● **Source material**
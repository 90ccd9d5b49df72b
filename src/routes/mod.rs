use axum::Router;

use crate::state::SharedState;

pub mod auth;
pub mod docs;
pub mod events;
pub mod game;
pub mod health;

/// Compose all route trees, wiring in shared state and documentation routes.
pub fn router(state: SharedState) -> Router<()> {
    let api_router = health::router()
        .merge(auth::router())
        .merge(game::router())
        .merge(events::router());

    let docs_router = docs::router(state.clone());

    api_router.merge(docs_router).with_state(state)
}
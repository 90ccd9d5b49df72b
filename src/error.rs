use axum::{Json, http::StatusCode, response::IntoResponse};
use serde::Serialize;
use thiserror::Error;

#[derive(Debug, Error)]
pub enum ServiceError {
    #[error("Not connected")]
    NotConnected,
    #[error("timed out waiting for {0}")]
    Timeout(String),
    #[error("unauthorized: {0}")]
    Unauthorized(String),
    #[error("invalid input: {0}")]
    InvalidInput(String),
    #[error("not found: {0}")]
    NotFound(String),
    #[error("conflict: {0}")]
    Conflict(String),
    #[error("storage error: {0}")]
    Store(#[from] sqlx::Error),
    #[error("{0}")]
    Internal(String),
}

#[derive(Debug, Error)]
pub enum AppError {
    #[error("{0}")]
    BadRequest(String),
    #[error("{0}")]
    Unauthorized(String),
    #[error("{0}")]
    NotFound(String),
    #[error("{0}")]
    Conflict(String),
    #[error("{0}")]
    Internal(String),
}

impl From<ServiceError> for AppError {
    fn from(err: ServiceError) -> Self {
        match err {
            ServiceError::NotConnected => AppError::BadRequest(err.to_string()),
            ServiceError::Timeout(_) => AppError::Internal(err.to_string()),
            ServiceError::Unauthorized(message) => AppError::Unauthorized(message),
            ServiceError::InvalidInput(message) => AppError::BadRequest(message),
            ServiceError::NotFound(message) => AppError::NotFound(message),
            ServiceError::Conflict(message) => AppError::Conflict(message),
            ServiceError::Store(source) => AppError::Internal(source.to_string()),
            ServiceError::Internal(message) => AppError::Internal(message),
        }
    }
}

#[derive(Serialize)]
struct ErrorBody {
    ok: bool,
    error: String,
}

impl IntoResponse for AppError {
    fn into_response(self) -> axum::response::Response {
        let status = match &self {
            AppError::BadRequest(_) => StatusCode::BAD_REQUEST,
            AppError::Unauthorized(_) => StatusCode::UNAUTHORIZED,
            AppError::NotFound(_) => StatusCode::NOT_FOUND,
            AppError::Conflict(_) => StatusCode::CONFLICT,
            AppError::Internal(_) => StatusCode::INTERNAL_SERVER_ERROR,
        };

        let payload = Json(ErrorBody {
            ok: false,
            error: self.to_string(),
        });

        (status, payload).into_response()
    }
}
pub mod game;
pub mod registry;
pub mod session;
pub mod sse;

use std::sync::Arc;

use crate::config::AppConfig;
use crate::dao::users::UserStore;

use self::session::SessionPool;
use self::sse::SseRegistry;

pub type SharedState = Arc<AppState>;

/// How many events each per-user SSE hub buffers for slow browsers.
const SSE_HUB_CAPACITY: usize = 32;

/// Central bridge state: configuration, the persistent user store, the
/// per-username TCP session pool, and the per-username SSE hubs.
pub struct AppState {
    config: AppConfig,
    users: UserStore,
    sessions: SessionPool,
    sse: SseRegistry,
}

impl AppState {
    /// Construct a new [`AppState`] wrapped in an [`Arc`] so it can be
    /// cloned cheaply into handlers and background tasks.
    pub fn new(config: AppConfig, users: UserStore) -> SharedState {
        Arc::new(Self {
            config,
            users,
            sessions: SessionPool::new(),
            sse: SseRegistry::new(SSE_HUB_CAPACITY),
        })
    }

    pub fn config(&self) -> &AppConfig {
        &self.config
    }

    pub fn users(&self) -> &UserStore {
        &self.users
    }

    pub fn sessions(&self) -> &SessionPool {
        &self.sessions
    }

    pub fn sse(&self) -> &SseRegistry {
        &self.sse
    }
}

● **Task to complete**
A bare number is expected: how many lines above contain the word "StatusCode"?

● **Reply**
6